--- Material to process Enclosed Below ---
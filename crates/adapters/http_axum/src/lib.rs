//! # fieldhub-adapter-http-axum
//!
//! HTTP adapter built on [axum](https://docs.rs/axum).
//!
//! ## Responsibilities
//! - `GET /health` liveness check
//! - `GET /api/organizations/{org_id}/events`: Server-Sent Events stream of
//!   one organization's live events (telemetry, device status, anomalies)
//!
//! ## Dependency rule
//! Depends on `fieldhub-app` (for the event bus) and `fieldhub-domain` (for
//! event and identifier types). Never leaks axum types into the domain.

mod error;
pub mod router;
mod sse;
pub mod state;

pub use error::ApiError;
pub use state::AppState;
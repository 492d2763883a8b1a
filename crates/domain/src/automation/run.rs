//! Audit trail of automation executions.

use serde::{Deserialize, Serialize};

use crate::id::{AutomationId, OrganizationId, RunRecordId};
use crate::time::Timestamp;

#[derive(Debug, Clone, Copy, PartialEq, Eq, Serialize, Deserialize)]
#[serde(rename_all = "snake_case")]
pub enum RunStatus {
    Success,
    Failed,
    /// The rule was evaluated but did not fire.
    Skipped,
}

impl RunStatus {
    #[must_use]
    pub fn as_str(self) -> &'static str {
        match self {
            Self::Success => "success",
            Self::Failed => "failed",
            Self::Skipped => "skipped",
        }
    }

    #[must_use]
    pub fn from_tag(tag: &str) -> Option<Self> {
        match tag {
            "success" => Some(Self::Success),
            "failed" => Some(Self::Failed),
            "skipped" => Some(Self::Skipped),
            _ => None,
        }
    }
}

/// One execution of a rule, appended after each fired evaluation.
#[derive(Debug, Clone, PartialEq, Eq, Serialize, Deserialize)]
pub struct AutomationRunRecord {
    pub id: RunRecordId,
    pub rule_id: AutomationId,
    pub organization_id: OrganizationId,
    pub recorded_at: Timestamp,
    pub action_taken: String,
    pub reason: String,
    pub status: RunStatus,
    pub error: Option<String>,
}
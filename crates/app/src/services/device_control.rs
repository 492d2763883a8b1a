//! Brand routing for device commands.

use std::future::Future;

use fieldhub_domain::device::{Brand, Device};
use fieldhub_domain::error::FieldHubError;

use crate::ports::{ControlOutcome, Controllable, DeviceCommand, DeviceController};

/// Routes each command to the controller registered for the device's brand.
///
/// Brands without a controller report [`ControlOutcome::NotSupported`].
pub struct BrandRouter<SH> {
    shelly: Option<SH>,
}

impl<SH> BrandRouter<SH> {
    /// Create a router; brands without a controller are not supported.
    pub fn new(shelly: Option<SH>) -> Self {
        Self { shelly }
    }
}

impl<SH: Controllable + Send + Sync> BrandRouter<SH> {
    async fn apply(
        controller: &SH,
        device: &Device,
        command: DeviceCommand,
    ) -> Result<ControlOutcome, FieldHubError> {
        match command {
            DeviceCommand::TurnOn => controller.turn_on(device).await?,
            DeviceCommand::TurnOff => controller.turn_off(device).await?,
            DeviceCommand::Toggle => controller.toggle(device).await?,
            DeviceCommand::SetPower(level) => controller.set_power(device, level).await?,
        }
        Ok(ControlOutcome::Applied)
    }
}

impl<SH: Controllable + Send + Sync> DeviceController for BrandRouter<SH> {
    fn dispatch(
        &self,
        device: &Device,
        command: DeviceCommand,
    ) -> impl Future<Output = Result<ControlOutcome, FieldHubError>> + Send {
        async move {
            match (device.brand, self.shelly.as_ref()) {
                (Brand::Shelly, Some(shelly)) => Self::apply(shelly, device, command).await,
                _ => Ok(ControlOutcome::NotSupported),
            }
        }
    }
}

#[cfg(test)]
mod tests {
    use std::sync::Mutex;

    use fieldhub_domain::error::ValidationError;
    use fieldhub_domain::id::OrganizationId;

    use super::*;

    #[derive(Default)]
    struct RecordingController {
        calls: Mutex<Vec<String>>,
    }

    impl RecordingController {
        fn record(&self, call: String) -> impl Future<Output = Result<(), FieldHubError>> + Send {
            self.calls.lock().unwrap().push(call);
            async { Ok(()) }
        }
    }

    impl Controllable for RecordingController {
        fn turn_on(
            &self,
            device: &Device,
        ) -> impl Future<Output = Result<(), FieldHubError>> + Send {
            self.record(format!("on:{}", device.name))
        }

        fn turn_off(
            &self,
            device: &Device,
        ) -> impl Future<Output = Result<(), FieldHubError>> + Send {
            self.record(format!("off:{}", device.name))
        }

        fn toggle(
            &self,
            device: &Device,
        ) -> impl Future<Output = Result<(), FieldHubError>> + Send {
            self.record(format!("toggle:{}", device.name))
        }

        fn set_power(
            &self,
            _device: &Device,
            _level: u8,
        ) -> impl Future<Output = Result<(), FieldHubError>> + Send {
            async { Err(ValidationError::PowerControlUnsupported.into()) }
        }
    }

    fn device(brand: Brand) -> Device {
        Device::builder()
            .organization_id(OrganizationId::new())
            .name("Porch")
            .brand(brand)
            .build()
            .unwrap()
    }

    #[tokio::test]
    async fn should_route_shelly_commands_to_shelly_controller() {
        let router = BrandRouter::new(Some(RecordingController::default()));

        let outcome = router
            .dispatch(&device(Brand::Shelly), DeviceCommand::Toggle)
            .await
            .unwrap();

        assert_eq!(outcome, ControlOutcome::Applied);
        let calls = router.shelly.as_ref().unwrap().calls.lock().unwrap().clone();
        assert_eq!(calls, vec!["toggle:Porch"]);
    }

    #[tokio::test]
    async fn should_report_not_supported_when_brand_has_no_controller() {
        let router = BrandRouter::new(Some(RecordingController::default()));

        let outcome = router
            .dispatch(&device(Brand::Tapo), DeviceCommand::TurnOn)
            .await
            .unwrap();

        assert_eq!(outcome, ControlOutcome::NotSupported);
    }

    #[tokio::test]
    async fn should_report_not_supported_when_shelly_controller_is_absent() {
        let router: BrandRouter<RecordingController> = BrandRouter::new(None);

        let outcome = router
            .dispatch(&device(Brand::Shelly), DeviceCommand::TurnOn)
            .await
            .unwrap();

        assert_eq!(outcome, ControlOutcome::NotSupported);
    }

    #[tokio::test]
    async fn should_propagate_controller_errors() {
        let router = BrandRouter::new(Some(RecordingController::default()));

        let result = router
            .dispatch(&device(Brand::Shelly), DeviceCommand::SetPower(40))
            .await;

        assert!(matches!(
            result,
            Err(FieldHubError::Validation(
                ValidationError::PowerControlUnsupported
            ))
        ));
    }
}
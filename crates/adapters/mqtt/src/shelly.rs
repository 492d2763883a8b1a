//! Shelly Gen2 control over MQTT RPC.
//!
//! Requests go to `{external_id}/rpc` as
//! `{"id": n, "src": "...", "method": "...", "params": {...}}`.

use std::sync::atomic::{AtomicU64, Ordering};

use serde::Serialize;
use serde_json::{Value, json};

use fieldhub_app::ports::{CommandPublisher, Controllable};
use fieldhub_domain::device::Device;
use fieldhub_domain::error::{FieldHubError, ValidationError};

use crate::error::MqttError;

const DIMMABLE_TYPES: [&str; 2] = ["dimmer", "rgbw"];

#[derive(Debug, Serialize)]
struct RpcRequest<'a> {
    id: u64,
    src: &'a str,
    method: &'a str,
    params: Value,
}

/// [`Controllable`] implementation for Shelly Gen2 devices.
pub struct ShellyController<CP> {
    commands: CP,
    source: String,
    next_id: AtomicU64,
}

impl<CP: CommandPublisher + Send + Sync> ShellyController<CP> {
    /// `source` is the `src` field Shelly echoes in its replies.
    pub fn new(commands: CP, source: impl Into<String>) -> Self {
        Self {
            commands,
            source: source.into(),
            next_id: AtomicU64::new(1),
        }
    }

    async fn call(
        &self,
        device: &Device,
        method: &str,
        params: Value,
    ) -> Result<(), FieldHubError> {
        let external_id = device
            .external_id
            .as_deref()
            .filter(|id| !id.is_empty())
            .ok_or(ValidationError::MissingExternalId)?;
        let request = RpcRequest {
            id: self.next_id.fetch_add(1, Ordering::Relaxed),
            src: &self.source,
            method,
            params,
        };
        let payload = serde_json::to_vec(&request).map_err(MqttError::PayloadParse)?;
        tracing::debug!(device_id = %device.id, %external_id, method, "sending shelly rpc");
        self.commands
            .publish(format!("{external_id}/rpc"), payload)
            .await
    }
}

fn is_dimmable(device: &Device) -> bool {
    device
        .device_type
        .as_deref()
        .is_some_and(|t| DIMMABLE_TYPES.iter().any(|d| t.eq_ignore_ascii_case(d)))
}

impl<CP: CommandPublisher + Send + Sync> Controllable for ShellyController<CP> {
    async fn turn_on(&self, device: &Device) -> Result<(), FieldHubError> {
        self.call(device, "Switch.Set", json!({ "id": 0, "on": true }))
            .await
    }

    async fn turn_off(&self, device: &Device) -> Result<(), FieldHubError> {
        self.call(device, "Switch.Set", json!({ "id": 0, "on": false }))
            .await
    }

    async fn toggle(&self, device: &Device) -> Result<(), FieldHubError> {
        self.call(device, "Switch.Toggle", json!({ "id": 0 })).await
    }

    async fn set_power(&self, device: &Device, level: u8) -> Result<(), FieldHubError> {
        if !is_dimmable(device) {
            return Err(ValidationError::PowerControlUnsupported.into());
        }
        self.call(
            device,
            "Light.Set",
            json!({ "id": 0, "on": level > 0, "brightness": level }),
        )
        .await
    }
}
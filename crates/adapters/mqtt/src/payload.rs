//! JSON telemetry payloads and the top-level message decoder.
//!
//! Accepted shapes:
//! - `{"external_id": "...", "data": {"power": 12.5, ...}}`
//! - the same without `data`, measurements at the top level
//! - legacy `{"device_id": "...", "sensor_type": "temperature", "value": 21.4}`
//!
//! Anything that is not a JSON object is wrapped as `{"raw": text}`.

use serde_json::{Map, Value};

use fieldhub_domain::telemetry::{DeviceLookup, MeasurementKey, TelemetryMessage};

use crate::topic::{SensorTopic, decode_reading, parse_bool};

const IDENTITY_FIELDS: [&str; 4] = ["external_id", "device_id", "deviceId", "id"];
const SERIAL_FIELDS: [&str; 2] = ["serial_number", "serialNumber"];
const STATE_FIELDS: [&str; 3] = ["data", "state", "output"];
/// Top-level keys never read as measurements.
const RESERVED_FIELDS: [&str; 10] = [
    "external_id",
    "device_id",
    "deviceId",
    "id",
    "serial_number",
    "serialNumber",
    "sensor_type",
    "value",
    "timestamp",
    "quality",
];

/// Decode one broker message.
///
/// Structured sensor topics are decoded from their plain-text payload; every
/// other topic is read as JSON. Returns `None` when a structured payload
/// cannot be understood.
#[must_use]
pub fn decode_message(namespace: &str, topic: &str, payload: &[u8]) -> Option<TelemetryMessage> {
    let text = String::from_utf8_lossy(payload);
    if let Some(sensor) = SensorTopic::parse(namespace, topic) {
        let decoded = decode_reading(&sensor, &text);
        if decoded.is_none() {
            tracing::debug!(topic, payload = %text, "discarding unparseable sensor payload");
        }
        return decoded;
    }
    Some(decode_json(&text))
}

/// Decode a JSON payload, falling back to `{"raw": text}`.
#[must_use]
pub fn decode_json(text: &str) -> TelemetryMessage {
    let root = match serde_json::from_str::<Value>(text) {
        Ok(Value::Object(map)) => map,
        _ => {
            let mut map = Map::new();
            map.insert("raw".to_string(), Value::String(text.to_string()));
            map
        }
    };

    let lookup = DeviceLookup {
        explicit_id: first_identifier(&root, &IDENTITY_FIELDS)
            .or_else(|| first_identifier(&root, &SERIAL_FIELDS)),
        short_name: None,
    };

    let nested = root.get("data").and_then(Value::as_object);
    let data = nested.unwrap_or(&root);

    let mut measurements = Vec::new();
    for (name, value) in data {
        if STATE_FIELDS.contains(&name.as_str())
            || (nested.is_none() && RESERVED_FIELDS.contains(&name.as_str()))
        {
            continue;
        }
        if let Some(number) = value.as_f64().filter(|v| v.is_finite()) {
            measurements.push((MeasurementKey::from_field(name), number));
        }
    }

    if let (Some(Value::String(sensor_type)), Some(number)) = (
        root.get("sensor_type"),
        root.get("value").and_then(Value::as_f64),
    ) {
        measurements.push((MeasurementKey::from_field(sensor_type), number));
    }

    let state = read_state(data).or_else(|| read_state(&root));

    TelemetryMessage {
        lookup,
        measurements,
        state,
        fields: data.clone(),
    }
}

fn first_identifier(map: &Map<String, Value>, fields: &[&str]) -> Option<String> {
    fields.iter().find_map(|field| match map.get(*field)? {
        Value::String(s) if !s.trim().is_empty() => Some(s.trim().to_string()),
        Value::Number(n) => Some(n.to_string()),
        _ => None,
    })
}

fn read_state(map: &Map<String, Value>) -> Option<bool> {
    match map.get("state") {
        Some(Value::Bool(b)) => return Some(*b),
        Some(Value::String(s)) => {
            if let Some(b) = parse_bool(s) {
                return Some(b);
            }
        }
        _ => {}
    }
    map.get("output").and_then(Value::as_bool)
}
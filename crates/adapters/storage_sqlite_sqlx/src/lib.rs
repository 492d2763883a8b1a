//! # fieldhub-adapter-storage-sqlite-sqlx
//!
//! `SQLite` persistence adapter using [sqlx](https://docs.rs/sqlx).
//!
//! ## Responsibilities
//! - Implement the repository port traits defined in `fieldhub-app::ports`
//! - Manage `SQLite` connection pool lifecycle
//! - Run database migrations (using sqlx embedded migrations)
//! - Map between domain types and database rows
//!
//! Counters and liveness flags are updated with single SQL statements, and a
//! telemetry batch is written inside one transaction.
//!
//! ## Dependency rule
//! Depends on `fieldhub-app` (for port traits) and `fieldhub-domain` (for domain types).
//! The `app` and `domain` crates must never reference this adapter.

mod automation_repo;
mod device_repo;
mod error;
mod gateway_repo;
mod market_price_repo;
mod notification_repo;
mod pool;
mod telemetry_repo;
mod timestamp;

pub use automation_repo::SqliteAutomationRepository;
pub use device_repo::SqliteDeviceRepository;
pub use error::StorageError;
pub use gateway_repo::SqliteGatewayRepository;
pub use market_price_repo::SqliteMarketPriceRepository;
pub use notification_repo::SqliteNotificationRepository;
pub use pool::{Config, Database};
pub use telemetry_repo::SqliteTelemetryRepository;
//! Market price port: the external price feed the engine reads from.

use std::future::Future;

use fieldhub_domain::error::FieldHubError;
use fieldhub_domain::market::MarketPrice;

pub trait MarketPriceSource {
    /// Most recent known price, if any has been recorded.
    fn latest_price(&self)
    -> impl Future<Output = Result<Option<MarketPrice>, FieldHubError>> + Send;
}

impl<T: MarketPriceSource + Send + Sync> MarketPriceSource for std::sync::Arc<T> {
    fn latest_price(
        &self,
    ) -> impl Future<Output = Result<Option<MarketPrice>, FieldHubError>> + Send {
        (**self).latest_price()
    }
}
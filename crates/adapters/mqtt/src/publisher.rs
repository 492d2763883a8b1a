//! Outbound command publisher backed by the bridge's client.

use std::future::Future;
use std::sync::Arc;
use std::sync::atomic::{AtomicBool, Ordering};

use rumqttc::{AsyncClient, QoS};

use fieldhub_app::ports::CommandPublisher;
use fieldhub_domain::error::FieldHubError;

use crate::error::MqttError;

/// Publishes device commands with QoS 1.
///
/// Cloning is cheap; every clone shares the same client and session flag.
#[derive(Clone)]
pub struct MqttCommandPublisher {
    client: Option<AsyncClient>,
    connected: Arc<AtomicBool>,
}

impl MqttCommandPublisher {
    pub(crate) fn new(client: AsyncClient, connected: Arc<AtomicBool>) -> Self {
        Self {
            client: Some(client),
            connected,
        }
    }

    /// A publisher for a disabled bridge; every publish fails.
    #[must_use]
    pub fn disabled() -> Self {
        Self {
            client: None,
            connected: Arc::new(AtomicBool::new(false)),
        }
    }

    #[must_use]
    pub fn is_connected(&self) -> bool {
        self.client.is_some() && self.connected.load(Ordering::Acquire)
    }

    fn try_publish(&self, topic: String, payload: Vec<u8>) -> Result<(), MqttError> {
        let client = self.client.as_ref().ok_or(MqttError::NotConnected)?;
        if !self.connected.load(Ordering::Acquire) {
            return Err(MqttError::NotConnected);
        }
        client
            .try_publish(topic, QoS::AtLeastOnce, false, payload)
            .map_err(MqttError::Client)
    }
}

impl CommandPublisher for MqttCommandPublisher {
    fn publish(
        &self,
        topic: String,
        payload: Vec<u8>,
    ) -> impl Future<Output = Result<(), FieldHubError>> + Send {
        let result = self.try_publish(topic, payload).map_err(FieldHubError::from);
        if let Err(err) = &result {
            tracing::warn!(err = %err.describe(), "command not published");
        }
        std::future::ready(result)
    }
}
//! Organization sweep: the periodic cross-organization watchdog and anomaly pass.

use fieldhub_domain::error::FieldHubError;
use fieldhub_domain::id::OrganizationId;

use crate::ports::{
    CommandPublisher, DeviceRepository, EventPublisher, GatewayRepository, NotificationRepository,
    TelemetryRepository,
};
use crate::services::anomaly_service::AnomalyDetector;
use crate::services::watchdog_service::Watchdog;

/// Totals for one sweep.
#[derive(Debug, Clone, Copy, Default, PartialEq, Eq)]
pub struct SweepSummary {
    pub organizations: usize,
    pub issues: usize,
    pub anomalies: usize,
}

/// Periodic pass running the watchdog and the anomaly scan per organization.
pub struct OrganizationSweep<DR, GR, TR, NR, EP, CP> {
    devices: DR,
    gateways: GR,
    watchdog: Watchdog<DR, GR, NR, CP>,
    detector: AnomalyDetector<DR, TR, NR, EP>,
}

impl<DR, GR, TR, NR, EP, CP> OrganizationSweep<DR, GR, TR, NR, EP, CP>
where
    DR: DeviceRepository + Send + Sync,
    GR: GatewayRepository + Send + Sync,
    TR: TelemetryRepository + Send + Sync,
    NR: NotificationRepository + Send + Sync,
    EP: EventPublisher + Send + Sync,
    CP: CommandPublisher + Send + Sync,
{
    /// Create a new sweep.
    pub fn new(
        devices: DR,
        gateways: GR,
        watchdog: Watchdog<DR, GR, NR, CP>,
        detector: AnomalyDetector<DR, TR, NR, EP>,
    ) -> Self {
        Self {
            devices,
            gateways,
            watchdog,
            detector,
        }
    }

    /// Organizations owning an active device or gateway.
    ///
    /// # Errors
    ///
    /// Returns a storage error from either repository.
    pub async fn organizations(&self) -> Result<Vec<OrganizationId>, FieldHubError> {
        let mut orgs = self.devices.list_organizations().await?;
        orgs.extend(self.gateways.list_organizations().await?);
        orgs.sort();
        orgs.dedup();
        Ok(orgs)
    }

    /// Watchdog scan then anomaly scan for every organization.
    ///
    /// A failing organization is logged and skipped.
    ///
    /// # Errors
    ///
    /// Returns a storage error only when the organizations cannot be listed.
    #[tracing::instrument(skip(self))]
    pub async fn run(&self) -> Result<SweepSummary, FieldHubError> {
        let mut summary = SweepSummary::default();
        for org in self.organizations().await? {
            summary.organizations += 1;
            match self.watchdog.scan_organization(org).await {
                Ok(issues) => summary.issues += issues.len(),
                Err(err) => {
                    tracing::warn!(organization_id = %org, %err, "watchdog scan failed");
                }
            }
            match self.detector.scan_organization(org).await {
                Ok(verdicts) => summary.anomalies += verdicts.len(),
                Err(err) => {
                    tracing::warn!(organization_id = %org, %err, "anomaly scan failed");
                }
            }
        }
        tracing::info!(
            organizations = summary.organizations,
            issues = summary.issues,
            anomalies = summary.anomalies,
            "sweep complete"
        );
        Ok(summary)
    }

    /// Mark silent devices offline in every organization.
    ///
    /// # Errors
    ///
    /// Returns a storage error only when the organizations cannot be listed.
    pub async fn check_devices(&self) -> Result<usize, FieldHubError> {
        let mut offline = 0;
        for org in self.devices.list_organizations().await? {
            match self.watchdog.check_devices(org).await {
                Ok(issues) => offline += issues.len(),
                Err(err) => {
                    tracing::warn!(organization_id = %org, %err, "device check failed");
                }
            }
        }
        Ok(offline)
    }
}
//! Action: the effect performed when a rule fires.

use serde::{Deserialize, Serialize};

use crate::error::ValidationError;

#[derive(Debug, Clone, PartialEq, Eq, Serialize, Deserialize)]
#[serde(tag = "type", rename_all = "snake_case")]
pub enum Action {
    TurnOn,
    TurnOff,
    Toggle,
    /// Drive the linked device to a power level, 0 to 100.
    SetPower {
        #[serde(default = "full_power")]
        value: u8,
    },
    /// Create a notification for the rule's organization.
    Notify {
        #[serde(default, skip_serializing_if = "Option::is_none")]
        title: Option<String>,
        #[serde(default, skip_serializing_if = "Option::is_none")]
        message: Option<String>,
    },
    #[serde(other)]
    Unknown,
}

fn full_power() -> u8 {
    100
}

impl Action {
    /// Stable name recorded in run records.
    #[must_use]
    pub fn kind(&self) -> &'static str {
        match self {
            Self::TurnOn => "turn_on",
            Self::TurnOff => "turn_off",
            Self::Toggle => "toggle",
            Self::SetPower { .. } => "set_power",
            Self::Notify { .. } => "notify",
            Self::Unknown => "unknown",
        }
    }

    /// Whether the action needs a linked device.
    #[must_use]
    pub fn targets_device(&self) -> bool {
        !matches!(self, Self::Notify { .. } | Self::Unknown)
    }

    /// # Errors
    ///
    /// Returns [`ValidationError::UnknownAction`] for types outside the
    /// vocabulary and [`ValidationError::PowerLevelOutOfRange`] above 100.
    pub fn validate(&self) -> Result<(), ValidationError> {
        match self {
            Self::Unknown => Err(ValidationError::UnknownAction),
            Self::SetPower { value } if *value > 100 => {
                Err(ValidationError::PowerLevelOutOfRange(*value))
            }
            _ => Ok(()),
        }
    }
}

impl std::fmt::Display for Action {
    fn fmt(&self, f: &mut std::fmt::Formatter<'_>) -> std::fmt::Result {
        match self {
            Self::SetPower { value } => write!(f, "set_power({value})"),
            other => f.write_str(other.kind()),
        }
    }
}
--- End of Enclosed Material to process ---
What is needed is every line of the records that contains the word "DeviceLookup".

use fieldhub_domain::telemetry::{DeviceLookup, MeasurementKey, TelemetryMessage};
    let lookup = DeviceLookup {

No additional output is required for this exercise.